Determination and analysis of the primary structure of the nerve terminal specific phosphoprotein, synapsin I.

A rat brain cDNA clone containing an open reading frame encoding the neuron‐specific protein synapsin I has been sequenced. The sequence predicts a protein of 691 amino acids with a mol. wt of 73 kd. This is in excellent agreement with the size of rat brain synapsin Ib measured by SDS‐‐polyacrylamide gel electrophoresis. Inspection of the predicted primary structure has revealed the probable sites for synapsin I phosphorylation by the cAMP‐dependent and Ca2+/calmodulin‐dependent protein kinases. All of the biochemically observed intermediates of synapsin I digestion by collagenase can be verified by inspection of the sequence, and the collagenase‐resistant fragment has been defined as the amino‐terminal 439 amino acids of the molecule.

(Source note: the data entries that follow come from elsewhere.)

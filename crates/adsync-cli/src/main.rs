mod db;
mod sync;

use clap::{Parser, Subcommand};
use tracing_subscriber::EnvFilter;

use crate::db::DbCommands;

#[derive(Debug, Parser)]
#[command(name = "adsync-cli")]
#[command(about = "Operator tools for the ad campaign sync backend")]
struct Cli {
    #[command(subcommand)]
    command: Option<Commands>,
}

#[derive(Debug, Subcommand)]
enum Commands {
    /// Database maintenance
    Db {
        #[command(subcommand)]
        command: DbCommands,
    },
    /// Pull an account's campaigns from Meta into the local store
    Sync {
        /// Email of the account to sync
        #[arg(long)]
        email: String,
        /// Only process the first N remote campaigns
        #[arg(long)]
        limit: Option<usize>,
    },
    /// Check an account's stored Meta credentials
    Validate {
        /// Email of the account to check
        #[arg(long)]
        email: String,
    },
}

#[tokio::main]
async fn main() -> anyhow::Result<()> {
    let cli = Cli::parse();
    let Some(command) = cli.command else {
        println!("adsync-cli: run with --help to list commands");
        return Ok(());
    };

    let config = adsync_core::load_app_config()?;
    let env_filter = EnvFilter::try_from_default_env()
        .or_else(|_| EnvFilter::try_new(config.log_level.clone()))?;
    tracing_subscriber::fmt().with_env_filter(env_filter).init();

    let pool = adsync_db::connect_from_config(&config).await?;
    match command {
        Commands::Db { command } => db::run(&pool, command).await,
        Commands::Sync { email, limit } => sync::run_sync(&config, pool, &email, limit).await,
        Commands::Validate { email } => sync::run_validate(&config, pool, &email).await,
    }
}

Predictions of sequence secondary structure and hydrophobicity suggest that a central domain of approximately 270 amino acids may exist as a folded, globular core. The carboxyl‐terminal domain of the protein (the region sensitive to collagenase digestion) contains sites for Ca2+/calmodulin‐dependent protein kinase phosphorylation. These sites are flanked by three regions of repeating amino acid sequence that are proposed to be the synaptic vesicle‐binding domain of synapsin I. This region also shares homology with the actin‐binding proteins profilin and villin. The characteristics of the synapsin I sequence do not support extensive homology with the erythrocyte cytoskeletal protein 4.1.